• **Task objective**
The full set of entries should be repeated without a single change.

• **Information shown**
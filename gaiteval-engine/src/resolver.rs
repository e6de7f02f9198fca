//! Cross-camera-angle value resolver
//!
//! Reconciles up to four per-angle result sets into a single value per
//! metric and side. A camera recording a runner moving left-to-right
//! captures the runner's right side most clearly, and vice versa, so
//! each side prefers its facing angle and falls back to the primary
//! `normal` recording.
//!
//! Pure selection over already-fetched data: no I/O, no retries, and
//! absence is signalled with `None`, never an error or a coerced zero.
//! Resolved values are computed on demand and never cached, because the
//! set of available angles grows as recordings finish processing.

use std::collections::HashMap;

use serde::Serialize;

use gaiteval_common::{CameraAngle, ResultSet, Side};

use crate::registry::MetricRegistry;

/// The value chosen for one metric/side after angle fallback
#[derive(Debug, Clone, PartialEq, Serialize)]
pub struct ResolvedValue {
    /// Full metric key as found in the source result set
    pub key: String,
    /// `None` for side-agnostic metrics
    pub side: Option<Side>,
    pub value: f64,
    /// Angle whose result set supplied the value
    pub source_angle: CameraAngle,
}

/// Angle precedence for a bilateral metric on the given side
fn precedence(side: Side) -> [CameraAngle; 2] {
    match side {
        Side::Left => [CameraAngle::RightToLeft, CameraAngle::Normal],
        Side::Right => [CameraAngle::LeftToRight, CameraAngle::Normal],
    }
}

/// Resolve the best available value for `(base_key, side)` from the
/// session's result sets.
///
/// Side-agnostic metrics resolve from the `normal` angle only; the
/// `side` argument is ignored for them. Returns `None` when no angle in
/// the precedence order measured the metric, including when `normal`
/// itself lacks it.
pub fn resolve(
    registry: &MetricRegistry,
    result_sets: &HashMap<CameraAngle, ResultSet>,
    base_key: &str,
    side: Side,
) -> Option<ResolvedValue> {
    let def = registry.lookup(base_key)?;

    if !def.bilateral {
        let value = result_sets.get(&CameraAngle::Normal)?.get(def.key)?;
        return Some(ResolvedValue {
            key: def.key.to_string(),
            side: None,
            value,
            source_angle: CameraAngle::Normal,
        });
    }

    let key = def.key_for(side);
    for angle in precedence(side) {
        if let Some(value) = result_sets.get(&angle).and_then(|rs| rs.get(&key)) {
            return Some(ResolvedValue {
                key,
                side: Some(side),
                value,
                source_angle: angle,
            });
        }
    }
    None
}

#[cfg(test)]
mod tests {
    use super::*;
    use uuid::Uuid;

    fn result_set(angle: CameraAngle, pairs: &[(&str, f64)]) -> ResultSet {
        ResultSet {
            session_id: Uuid::nil(),
            angle,
            values: pairs.iter().map(|(k, v)| (k.to_string(), *v)).collect(),
        }
    }

    fn registry() -> &'static MetricRegistry {
        MetricRegistry::builtin()
    }

    #[test]
    fn normal_only_session_falls_back_for_both_sides() {
        let mut sets = HashMap::new();
        sets.insert(
            CameraAngle::Normal,
            result_set(CameraAngle::Normal, &[("fat-l", 8.0), ("fat-r", 9.0)]),
        );

        let left = resolve(registry(), &sets, "fat", Side::Left).unwrap();
        assert_eq!(left.value, 8.0);
        assert_eq!(left.source_angle, CameraAngle::Normal);

        let right = resolve(registry(), &sets, "fat", Side::Right).unwrap();
        assert_eq!(right.value, 9.0);
        assert_eq!(right.source_angle, CameraAngle::Normal);
    }

    #[test]
    fn left_prefers_right_to_left_angle() {
        let mut sets = HashMap::new();
        sets.insert(
            CameraAngle::Normal,
            result_set(CameraAngle::Normal, &[("fat-l", 8.0)]),
        );
        sets.insert(
            CameraAngle::RightToLeft,
            result_set(CameraAngle::RightToLeft, &[("fat-l", 7.5)]),
        );

        let left = resolve(registry(), &sets, "fat", Side::Left).unwrap();
        assert_eq!(left.value, 7.5);
        assert_eq!(left.source_angle, CameraAngle::RightToLeft);
    }

    #[test]
    fn right_prefers_left_to_right_angle() {
        let mut sets = HashMap::new();
        sets.insert(
            CameraAngle::Normal,
            result_set(CameraAngle::Normal, &[("fat-r", 9.0)]),
        );
        sets.insert(
            CameraAngle::LeftToRight,
            result_set(CameraAngle::LeftToRight, &[("fat-r", 9.4)]),
        );

        let right = resolve(registry(), &sets, "fat", Side::Right).unwrap();
        assert_eq!(right.value, 9.4);
        assert_eq!(right.source_angle, CameraAngle::LeftToRight);
    }

    #[test]
    fn preferred_angle_missing_metric_falls_through() {
        // right_to_left uploaded but did not measure the metric
        let mut sets = HashMap::new();
        sets.insert(
            CameraAngle::RightToLeft,
            result_set(CameraAngle::RightToLeft, &[("col_pelvic_drop-l", 3.0)]),
        );
        sets.insert(
            CameraAngle::Normal,
            result_set(CameraAngle::Normal, &[("fat-l", 8.0)]),
        );

        let left = resolve(registry(), &sets, "fat", Side::Left).unwrap();
        assert_eq!(left.source_angle, CameraAngle::Normal);
    }

    #[test]
    fn side_agnostic_resolves_from_normal_only() {
        let mut sets = HashMap::new();
        sets.insert(
            CameraAngle::RightToLeft,
            result_set(CameraAngle::RightToLeft, &[("step_rate", 170.0)]),
        );

        // step_rate present only on a side angle: unavailable
        assert!(resolve(registry(), &sets, "step_rate", Side::Left).is_none());

        sets.insert(
            CameraAngle::Normal,
            result_set(CameraAngle::Normal, &[("step_rate", 172.0)]),
        );
        let resolved = resolve(registry(), &sets, "step_rate", Side::Left).unwrap();
        assert_eq!(resolved.value, 172.0);
        assert_eq!(resolved.side, None);
        assert_eq!(resolved.source_angle, CameraAngle::Normal);
    }

    #[test]
    fn absent_everywhere_is_unavailable_not_an_error() {
        let sets = HashMap::new();
        assert!(resolve(registry(), &sets, "fat", Side::Left).is_none());
        assert!(resolve(registry(), &sets, "unknown_metric", Side::Left).is_none());
    }
}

• **Result**
filename gaiteval-engine/src/resolver.rs
repository e6de7f02f9198fca
//! Cross-camera-angle value resolver
//!
//! Reconciles up to four per-angle result sets into a single value per
//! metric and side. A camera recording a runner moving left-to-right
//! captures the runner's right side most clearly, and vice versa, so
//! each side prefers its facing angle and falls back to the primary
//! `normal` recording.
//!
//! Pure selection over already-fetched data: no I/O, no retries, and
//! absence is signalled with `None`, never an error or a coerced zero.
//! Resolved values are computed on demand and never cached, because the
//! set of available angles grows as recordings finish processing.

use std::collections::HashMap;

use serde::Serialize;

use gaiteval_common::{CameraAngle, ResultSet, Side};

use crate::registry::MetricRegistry;

/// The value chosen for one metric/side after angle fallback
#[derive(Debug, Clone, PartialEq, Serialize)]
pub struct ResolvedValue {
    /// Full metric key as found in the source result set
    pub key: String,
    /// `None` for side-agnostic metrics
    pub side: Option<Side>,
    pub value: f64,
    /// Angle whose result set supplied the value
    pub source_angle: CameraAngle,
}

/// Angle precedence for a bilateral metric on the given side
fn precedence(side: Side) -> [CameraAngle; 2] {
    match side {
        Side::Left => [CameraAngle::RightToLeft, CameraAngle::Normal],
        Side::Right => [CameraAngle::LeftToRight, CameraAngle::Normal],
    }
}

/// Resolve the best available value for `(base_key, side)` from the
/// session's result sets.
///
/// Side-agnostic metrics resolve from the `normal` angle only; the
/// `side` argument is ignored for them. Returns `None` when no angle in
/// the precedence order measured the metric, including when `normal`
/// itself lacks it.
pub fn resolve(
    registry: &MetricRegistry,
    result_sets: &HashMap<CameraAngle, ResultSet>,
    base_key: &str,
    side: Side,
) -> Option<ResolvedValue> {
    let def = registry.lookup(base_key)?;

    if !def.bilateral {
        let value = result_sets.get(&CameraAngle::Normal)?.get(def.key)?;
        return Some(ResolvedValue {
            key: def.key.to_string(),
            side: None,
            value,
            source_angle: CameraAngle::Normal,
        });
    }

    let key = def.key_for(side);
    for angle in precedence(side) {
        if let Some(value) = result_sets.get(&angle).and_then(|rs| rs.get(&key)) {
            return Some(ResolvedValue {
                key,
                side: Some(side),
                value,
                source_angle: angle,
            });
        }
    }
    None
}

#[cfg(test)]
mod tests {
    use super::*;
    use uuid::Uuid;

    fn result_set(angle: CameraAngle, pairs: &[(&str, f64)]) -> ResultSet {
        ResultSet {
            session_id: Uuid::nil(),
            angle,
            values: pairs.iter().map(|(k, v)| (k.to_string(), *v)).collect(),
        }
    }

    fn registry() -> &'static MetricRegistry {
        MetricRegistry::builtin()
    }

    #[test]
    fn normal_only_session_falls_back_for_both_sides() {
        let mut sets = HashMap::new();
        sets.insert(
            CameraAngle::Normal,
            result_set(CameraAngle::Normal, &[("fat-l", 8.0), ("fat-r", 9.0)]),
        );

        let left = resolve(registry(), &sets, "fat", Side::Left).unwrap();
        assert_eq!(left.value, 8.0);
        assert_eq!(left.source_angle, CameraAngle::Normal);

        let right = resolve(registry(), &sets, "fat", Side::Right).unwrap();
        assert_eq!(right.value, 9.0);
        assert_eq!(right.source_angle, CameraAngle::Normal);
    }

    #[test]
    fn left_prefers_right_to_left_angle() {
        let mut sets = HashMap::new();
        sets.insert(
            CameraAngle::Normal,
            result_set(CameraAngle::Normal, &[("fat-l", 8.0)]),
        );
        sets.insert(
            CameraAngle::RightToLeft,
            result_set(CameraAngle::RightToLeft, &[("fat-l", 7.5)]),
        );

        let left = resolve(registry(), &sets, "fat", Side::Left).unwrap();
        assert_eq!(left.value, 7.5);
        assert_eq!(left.source_angle, CameraAngle::RightToLeft);
    }

    #[test]
    fn right_prefers_left_to_right_angle() {
        let mut sets = HashMap::new();
        sets.insert(
            CameraAngle::Normal,
            result_set(CameraAngle::Normal, &[("fat-r", 9.0)]),
        );
        sets.insert(
            CameraAngle::LeftToRight,
            result_set(CameraAngle::LeftToRight, &[("fat-r", 9.4)]),
        );

        let right = resolve(registry(), &sets, "fat", Side::Right).unwrap();
        assert_eq!(right.value, 9.4);
        assert_eq!(right.source_angle, CameraAngle::LeftToRight);
    }

    #[test]
    fn preferred_angle_missing_metric_falls_through() {
        // right_to_left uploaded but did not measure the metric
        let mut sets = HashMap::new();
        sets.insert(
            CameraAngle::RightToLeft,
            result_set(CameraAngle::RightToLeft, &[("col_pelvic_drop-l", 3.0)]),
        );
        sets.insert(
            CameraAngle::Normal,
            result_set(CameraAngle::Normal, &[("fat-l", 8.0)]),
        );

        let left = resolve(registry(), &sets, "fat", Side::Left).unwrap();
        assert_eq!(left.source_angle, CameraAngle::Normal);
    }

    #[test]
    fn side_agnostic_resolves_from_normal_only() {
        let mut sets = HashMap::new();
        sets.insert(
            CameraAngle::RightToLeft,
            result_set(CameraAngle::RightToLeft, &[("step_rate", 170.0)]),
        );

        // step_rate present only on a side angle: unavailable
        assert!(resolve(registry(), &sets, "step_rate", Side::Left).is_none());

        sets.insert(
            CameraAngle::Normal,
            result_set(CameraAngle::Normal, &[("step_rate", 172.0)]),
        );
        let resolved = resolve(registry(), &sets, "step_rate", Side::Left).unwrap();
        assert_eq!(resolved.value, 172.0);
        assert_eq!(resolved.side, None);
        assert_eq!(resolved.source_angle, CameraAngle::Normal);
    }

    #[test]
    fn absent_everywhere_is_unavailable_not_an_error() {
        let sets = HashMap::new();
        assert!(resolve(registry(), &sets, "fat", Side::Left).is_none());
        assert!(resolve(registry(), &sets, "unknown_metric", Side::Left).is_none());
    }
}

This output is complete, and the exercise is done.